Brant v. United States, 14959.
Decision Date | 25 January 1955 |
Docket Number | No. 14959.,14959. |
Citation | 218 F.2d 806 |
Parties | Freddie BRANT, Appellant, v. UNITED STATES of America, Appellee. |
Court | U.S. Court of Appeals — Fifth Circuit |
Freddie Brant, in pro. per.
Richard C. Baldwin, Asst. U. S. Atty., New Orleans, La., George R. Blue, U. S. Atty., New Orleans, La., for appellee.
Before HUTCHESON, Chief Judge, BORAH, Circuit Judge, and DAWKINS, District Judge.
By his motion to vacate sentence and by this appeal from an order denying the motion, appellant seeks in part the relief he sought and which was denied him by the district judge on November 4, 1952, and by this court on appeal in No. 145711 on the docket of this court, to obtain a new trial on the ground of newly discovered evidence. In addition he seeks to set the sentence aside on these grounds: (1) that he was deprived of his constitutional right to counsel by being required to plead to an indictment without the assistance of counsel of his own choosing or appointed by the court; (2) that he did not intelligently waive counsel; (3) that he did not understand the nature and effect of his plea; and (4) that he was ill when required and permitted to plead.

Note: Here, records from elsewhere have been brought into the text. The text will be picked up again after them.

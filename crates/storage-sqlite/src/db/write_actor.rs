use std::any::Any;

use diesel::SqliteConnection;
use tokio::sync::{mpsc, oneshot};

use orgbase_core::errors::Result;

use super::DbPool;
use crate::errors::StorageError;

// A job executed by the writer actor on its dedicated connection. Callers
// work in core::Result terms; type erasure happens at the channel boundary.
type Job<T> = Box<dyn FnOnce(&mut SqliteConnection) -> Result<T> + Send + 'static>;

/// Handle for sending jobs to the writer actor.
#[derive(Clone)]
pub struct WriteHandle {
    #[allow(clippy::type_complexity)]
    tx: mpsc::Sender<(
        Job<Box<dyn Any + Send + 'static>>,
        oneshot::Sender<Result<Box<dyn Any + Send + 'static>>>,
    )>,
}

impl WriteHandle {
    /// Executes a database job on the writer actor's dedicated connection,
    /// inside an immediate transaction.
    pub async fn exec<F, T>(&self, job: F) -> Result<T>
    where
        F: FnOnce(&mut SqliteConnection) -> Result<T> + Send + 'static,
        T: Send + 'static + Any,
    {
        let (ret_tx, ret_rx) = oneshot::channel();

        self.tx
            .send((
                Box::new(move |c| job(c).map(|v| Box::new(v) as Box<dyn Any + Send>)),
                ret_tx,
            ))
            .await
            .expect("Writer actor's receiving channel was closed, indicating the actor stopped.");

        ret_rx
            .await
            .expect("Writer actor dropped the reply sender without sending a result.")
            .map(|boxed: Box<dyn Any + Send + 'static>| {
                *boxed
                    .downcast::<T>()
                    .unwrap_or_else(|_| panic!("Failed to downcast writer actor result."))
            })
    }
}

/// Spawns a background Tokio task that acts as the single writer to the
/// database. The actor owns one connection from the pool and processes write
/// jobs serially, which gives every mutation per-record atomicity.
pub fn spawn_writer(pool: DbPool) -> WriteHandle {
    let (tx, mut rx) = mpsc::channel::<(
        Job<Box<dyn Any + Send + 'static>>,
        oneshot::Sender<Result<Box<dyn Any + Send + 'static>>>,
    )>(1024);

    tokio::spawn(async move {
        let mut conn = pool.get().expect("Failed to get a connection from the DB pool for the writer actor. The pool might be exhausted or misconfigured.");

        while let Some((job, reply_tx)) = rx.recv().await {
            // StorageError implements the diesel conversions the transaction
            // wrapper needs; convert back to core::Error at the boundary.
            let result: Result<Box<dyn Any + Send + 'static>> = conn
                .immediate_transaction::<_, StorageError, _>(|c| {
                    job(c).map_err(StorageError::from)
                })
                .map_err(|e: StorageError| e.into());

            // Ignore send errors: the requester may have been cancelled.
            let _ = reply_tx.send(result);
        }
        // rx.recv() returning None means every WriteHandle was dropped.
    });

    WriteHandle { tx }
}
//! Repository traits for company settings.

use async_trait::async_trait;

use crate::errors::Result;
use crate::settings::{CompanySettings, CompanySettingsPatch};

/// Storage seam for the single company settings record.
///
/// The contract mirrors a document store keyed by a fixed identifier:
/// find-one, insert-one, and update-one with an optional upsert.
#[async_trait]
pub trait SettingsRepositoryTrait: Send + Sync {
    /// Load the settings record, if one has been created.
    fn find_settings(&self) -> Result<Option<CompanySettings>>;

    /// Insert a freshly constructed settings record.
    async fn insert_settings(&self, settings: &CompanySettings) -> Result<()>;

    /// Apply the patch to the existing record. Returns the number of records
    /// matched; zero means no record exists.
    async fn update_settings(&self, patch: CompanySettingsPatch) -> Result<usize>;

    /// Apply the patch, inserting `seed` first when no record exists.
    async fn upsert_settings(
        &self,
        patch: CompanySettingsPatch,
        seed: CompanySettings,
    ) -> Result<()>;
}
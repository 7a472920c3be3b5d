use std::{net::SocketAddr, time::Duration};

use crate::auth::{decode_secret_key, AuthConfig};

pub struct Config {
    pub listen_addr: SocketAddr,
    pub db_path: String,
    pub uploads_dir: String,
    pub cors_allow: Vec<String>,
    pub request_timeout: Duration,
    pub auth: Option<AuthConfig>,
}

impl Config {
    pub fn from_env() -> Self {
        dotenvy::dotenv().ok();
        let listen_addr: SocketAddr = std::env::var("OB_LISTEN_ADDR")
            .unwrap_or_else(|_| "0.0.0.0:8080".to_string())
            .parse()
            .expect("Invalid OB_LISTEN_ADDR");
        let db_path = std::env::var("OB_DB_PATH").unwrap_or_else(|_| "./db/app.db".into());
        let uploads_dir = std::env::var("OB_UPLOADS_DIR").unwrap_or_else(|_| "./uploads".into());
        let cors_allow = std::env::var("OB_CORS_ALLOW_ORIGINS")
            .unwrap_or_else(|_| "*".into())
            .split(',')
            .map(|s| s.trim().to_string())
            .filter(|s| !s.is_empty())
            .collect();
        let timeout_ms: u64 = std::env::var("OB_REQUEST_TIMEOUT_MS")
            .unwrap_or_else(|_| "30000".into())
            .parse()
            .unwrap_or(30000);

        let auth = match std::env::var("OB_AUTH_PASSWORD_HASH") {
            Ok(password_hash) if !password_hash.trim().is_empty() => {
                let secret = std::env::var("OB_SECRET_KEY")
                    .expect("OB_SECRET_KEY is required when OB_AUTH_PASSWORD_HASH is set");
                let jwt_secret = decode_secret_key(&secret).expect("Invalid OB_SECRET_KEY");
                let ttl_secs: u64 = std::env::var("OB_TOKEN_TTL_SECS")
                    .unwrap_or_else(|_| "43200".into())
                    .parse()
                    .unwrap_or(43200);
                Some(AuthConfig {
                    password_hash,
                    jwt_secret,
                    access_token_ttl: Duration::from_secs(ttl_secs),
                })
            }
            _ => None,
        };

        Self {
            listen_addr,
            db_path,
            uploads_dir,
            cors_allow,
            request_timeout: Duration::from_millis(timeout_ms),
            auth,
        }
    }
}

The district judge denied2 petitioner's motion, and petitioner, appealing from that order, is here urging upon us, in the face of his and his co-defendant Redmon's written confession and the minute entry of their arraignment and plea of guilty3 showing that each signed a written waiver of counsel and entered a plea of guilty to each count of the indictment after each count had been read, that this was not a case, as found by the district judge, where the files and records conclusively show that the appellant is not entitled to the relief asked.
We cannot agree with this view. On the contrary, we are in no doubt, upon the basis of the record that the district judge was right in not permitting defendant, after he had served his sentence in the state court and was serving, or about to enter upon the service of, his federal sentence, in effect to withdraw his plea of guilty and enter a plea of not guilty merely because, more than four years after defendant had pleaded guilty, he comes in with a motion in which he now denies what he formerly affirmed.
The order was right. It is affirmed.